TASK OBJECTIVE: After reading the entries below, copy word for word the lines from the first through the line containing "pub fn from_value(data: Option<Value>)", and stop there.
_ _ _ _ _ _ _
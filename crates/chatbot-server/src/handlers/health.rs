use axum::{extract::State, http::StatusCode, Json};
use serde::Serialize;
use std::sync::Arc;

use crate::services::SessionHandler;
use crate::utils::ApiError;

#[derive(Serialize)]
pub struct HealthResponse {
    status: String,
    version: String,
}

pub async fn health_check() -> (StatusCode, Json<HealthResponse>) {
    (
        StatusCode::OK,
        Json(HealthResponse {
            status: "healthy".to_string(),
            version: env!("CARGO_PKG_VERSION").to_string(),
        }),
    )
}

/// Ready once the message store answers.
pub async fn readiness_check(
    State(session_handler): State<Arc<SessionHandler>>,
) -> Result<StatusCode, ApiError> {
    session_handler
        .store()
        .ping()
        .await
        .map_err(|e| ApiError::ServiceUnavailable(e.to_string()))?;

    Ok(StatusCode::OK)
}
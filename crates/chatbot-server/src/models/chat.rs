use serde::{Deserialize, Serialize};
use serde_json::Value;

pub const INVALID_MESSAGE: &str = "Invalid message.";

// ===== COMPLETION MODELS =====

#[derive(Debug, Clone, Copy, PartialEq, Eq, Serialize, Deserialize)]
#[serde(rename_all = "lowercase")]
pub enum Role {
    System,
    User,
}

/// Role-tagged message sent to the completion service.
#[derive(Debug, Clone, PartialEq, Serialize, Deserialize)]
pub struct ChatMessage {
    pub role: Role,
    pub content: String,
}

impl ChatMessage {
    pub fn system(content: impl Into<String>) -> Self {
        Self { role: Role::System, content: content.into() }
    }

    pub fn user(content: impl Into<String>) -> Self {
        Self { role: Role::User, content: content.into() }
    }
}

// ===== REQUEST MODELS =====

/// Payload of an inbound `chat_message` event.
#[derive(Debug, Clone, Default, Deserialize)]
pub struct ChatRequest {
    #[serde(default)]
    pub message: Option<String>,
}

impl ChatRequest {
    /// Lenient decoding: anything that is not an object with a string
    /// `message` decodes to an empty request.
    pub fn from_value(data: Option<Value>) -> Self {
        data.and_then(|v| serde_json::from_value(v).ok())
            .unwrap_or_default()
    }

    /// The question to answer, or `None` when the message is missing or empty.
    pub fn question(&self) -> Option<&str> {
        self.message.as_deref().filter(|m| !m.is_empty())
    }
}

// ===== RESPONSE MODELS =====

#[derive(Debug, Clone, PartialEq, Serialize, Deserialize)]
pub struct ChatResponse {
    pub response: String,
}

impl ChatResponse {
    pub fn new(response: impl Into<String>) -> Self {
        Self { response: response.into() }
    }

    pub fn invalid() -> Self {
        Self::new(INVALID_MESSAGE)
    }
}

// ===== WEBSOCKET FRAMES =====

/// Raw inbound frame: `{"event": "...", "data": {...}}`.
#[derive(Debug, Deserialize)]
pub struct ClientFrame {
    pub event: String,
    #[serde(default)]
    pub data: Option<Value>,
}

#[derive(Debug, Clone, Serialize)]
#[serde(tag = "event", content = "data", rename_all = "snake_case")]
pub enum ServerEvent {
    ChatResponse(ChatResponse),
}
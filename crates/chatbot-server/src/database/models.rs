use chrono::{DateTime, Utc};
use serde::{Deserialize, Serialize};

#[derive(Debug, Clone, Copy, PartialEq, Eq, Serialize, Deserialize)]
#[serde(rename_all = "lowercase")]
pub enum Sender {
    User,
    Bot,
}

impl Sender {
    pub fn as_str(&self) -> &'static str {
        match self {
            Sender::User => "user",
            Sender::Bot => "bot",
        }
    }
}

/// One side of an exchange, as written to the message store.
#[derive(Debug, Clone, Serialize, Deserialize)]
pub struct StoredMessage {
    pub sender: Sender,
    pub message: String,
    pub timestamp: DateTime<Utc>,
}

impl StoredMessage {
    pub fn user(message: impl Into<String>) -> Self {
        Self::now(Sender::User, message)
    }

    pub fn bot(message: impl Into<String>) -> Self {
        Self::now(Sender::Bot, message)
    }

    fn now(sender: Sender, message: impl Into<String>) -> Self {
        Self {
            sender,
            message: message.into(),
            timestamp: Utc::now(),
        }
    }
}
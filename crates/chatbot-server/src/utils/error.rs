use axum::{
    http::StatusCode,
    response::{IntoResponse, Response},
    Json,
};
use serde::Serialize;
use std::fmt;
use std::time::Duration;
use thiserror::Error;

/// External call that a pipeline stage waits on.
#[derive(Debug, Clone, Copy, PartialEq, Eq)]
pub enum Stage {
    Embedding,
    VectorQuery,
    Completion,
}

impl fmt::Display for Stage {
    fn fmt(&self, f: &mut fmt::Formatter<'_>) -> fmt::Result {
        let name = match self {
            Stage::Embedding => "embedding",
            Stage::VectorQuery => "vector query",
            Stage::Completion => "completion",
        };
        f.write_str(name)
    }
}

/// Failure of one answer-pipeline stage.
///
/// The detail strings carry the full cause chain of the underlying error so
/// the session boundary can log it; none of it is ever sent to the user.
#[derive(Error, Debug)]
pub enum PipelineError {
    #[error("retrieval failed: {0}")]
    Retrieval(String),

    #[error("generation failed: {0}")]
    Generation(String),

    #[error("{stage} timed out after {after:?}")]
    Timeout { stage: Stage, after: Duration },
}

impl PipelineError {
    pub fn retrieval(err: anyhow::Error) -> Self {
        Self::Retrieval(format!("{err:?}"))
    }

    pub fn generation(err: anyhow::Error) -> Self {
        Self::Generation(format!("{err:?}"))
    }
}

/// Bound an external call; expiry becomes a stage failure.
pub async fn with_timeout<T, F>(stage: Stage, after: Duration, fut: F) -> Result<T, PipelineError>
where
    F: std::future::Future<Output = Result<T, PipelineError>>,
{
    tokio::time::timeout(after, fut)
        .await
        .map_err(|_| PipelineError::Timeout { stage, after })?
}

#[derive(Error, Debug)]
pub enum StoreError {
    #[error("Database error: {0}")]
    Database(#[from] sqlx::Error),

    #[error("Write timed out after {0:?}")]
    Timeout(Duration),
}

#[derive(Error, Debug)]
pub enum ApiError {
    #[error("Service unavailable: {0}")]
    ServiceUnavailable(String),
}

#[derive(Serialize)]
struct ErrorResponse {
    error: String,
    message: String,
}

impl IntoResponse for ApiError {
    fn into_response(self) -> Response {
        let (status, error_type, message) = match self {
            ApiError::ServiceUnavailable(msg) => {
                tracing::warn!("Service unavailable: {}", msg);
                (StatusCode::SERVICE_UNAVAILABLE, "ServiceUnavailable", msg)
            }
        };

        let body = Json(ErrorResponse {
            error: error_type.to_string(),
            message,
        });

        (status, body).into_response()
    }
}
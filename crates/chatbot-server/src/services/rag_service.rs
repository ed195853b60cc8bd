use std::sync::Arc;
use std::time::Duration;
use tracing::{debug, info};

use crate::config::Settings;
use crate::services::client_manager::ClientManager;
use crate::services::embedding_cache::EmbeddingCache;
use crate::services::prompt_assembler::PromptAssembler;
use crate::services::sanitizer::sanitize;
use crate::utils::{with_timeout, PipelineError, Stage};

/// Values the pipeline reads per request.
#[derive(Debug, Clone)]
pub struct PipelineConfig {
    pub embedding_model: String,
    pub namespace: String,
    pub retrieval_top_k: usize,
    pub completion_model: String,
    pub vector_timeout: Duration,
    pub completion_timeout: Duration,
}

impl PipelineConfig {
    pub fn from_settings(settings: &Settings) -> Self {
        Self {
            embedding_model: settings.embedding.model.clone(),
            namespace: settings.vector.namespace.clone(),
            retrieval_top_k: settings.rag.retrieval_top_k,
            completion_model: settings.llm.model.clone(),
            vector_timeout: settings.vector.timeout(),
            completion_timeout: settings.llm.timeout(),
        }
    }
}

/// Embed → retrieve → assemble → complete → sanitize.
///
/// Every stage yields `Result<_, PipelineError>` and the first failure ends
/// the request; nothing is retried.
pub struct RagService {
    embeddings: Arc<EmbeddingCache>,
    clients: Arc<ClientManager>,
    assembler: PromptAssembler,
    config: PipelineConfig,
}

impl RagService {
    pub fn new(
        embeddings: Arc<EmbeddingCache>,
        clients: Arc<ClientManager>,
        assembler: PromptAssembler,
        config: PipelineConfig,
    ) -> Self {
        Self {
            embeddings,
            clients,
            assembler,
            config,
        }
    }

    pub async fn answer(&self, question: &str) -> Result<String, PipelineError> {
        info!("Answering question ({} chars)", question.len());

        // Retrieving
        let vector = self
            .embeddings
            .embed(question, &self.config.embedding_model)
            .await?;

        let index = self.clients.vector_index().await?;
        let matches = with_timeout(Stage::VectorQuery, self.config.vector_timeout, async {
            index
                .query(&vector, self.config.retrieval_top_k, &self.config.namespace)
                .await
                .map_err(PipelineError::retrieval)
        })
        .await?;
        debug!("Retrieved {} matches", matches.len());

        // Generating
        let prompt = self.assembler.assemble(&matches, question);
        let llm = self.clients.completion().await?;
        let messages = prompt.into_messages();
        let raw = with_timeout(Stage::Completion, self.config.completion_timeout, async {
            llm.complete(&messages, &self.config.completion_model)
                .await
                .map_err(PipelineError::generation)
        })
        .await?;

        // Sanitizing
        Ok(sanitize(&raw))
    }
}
_ _ _ _ _ _ _
ANSWER TO THIS TASK:
filename crates/chatbot-server/src/handlers/health.rs
use axum::{extract::State, http::StatusCode, Json};
use serde::Serialize;
use std::sync::Arc;

use crate::services::SessionHandler;
use crate::utils::ApiError;

#[derive(Serialize)]
pub struct HealthResponse {
    status: String,
    version: String,
}

pub async fn health_check() -> (StatusCode, Json<HealthResponse>) {
    (
        StatusCode::OK,
        Json(HealthResponse {
            status: "healthy".to_string(),
            version: env!("CARGO_PKG_VERSION").to_string(),
        }),
    )
}

/// Ready once the message store answers.
pub async fn readiness_check(
    State(session_handler): State<Arc<SessionHandler>>,
) -> Result<StatusCode, ApiError> {
    session_handler
        .store()
        .ping()
        .await
        .map_err(|e| ApiError::ServiceUnavailable(e.to_string()))?;

    Ok(StatusCode::OK)
}
filename crates/chatbot-server/src/models/chat.rs
use serde::{Deserialize, Serialize};
use serde_json::Value;

pub const INVALID_MESSAGE: &str = "Invalid message.";

// ===== COMPLETION MODELS =====

#[derive(Debug, Clone, Copy, PartialEq, Eq, Serialize, Deserialize)]
#[serde(rename_all = "lowercase")]
pub enum Role {
    System,
    User,
}

/// Role-tagged message sent to the completion service.
#[derive(Debug, Clone, PartialEq, Serialize, Deserialize)]
pub struct ChatMessage {
    pub role: Role,
    pub content: String,
}

impl ChatMessage {
    pub fn system(content: impl Into<String>) -> Self {
        Self { role: Role::System, content: content.into() }
    }

    pub fn user(content: impl Into<String>) -> Self {
        Self { role: Role::User, content: content.into() }
    }
}

// ===== REQUEST MODELS =====

/// Payload of an inbound `chat_message` event.
#[derive(Debug, Clone, Default, Deserialize)]
pub struct ChatRequest {
    #[serde(default)]
    pub message: Option<String>,
}

impl ChatRequest {
    /// Lenient decoding: anything that is not an object with a string
    /// `message` decodes to an empty request.
    pub fn from_value(data: Option<Value>) -> Self {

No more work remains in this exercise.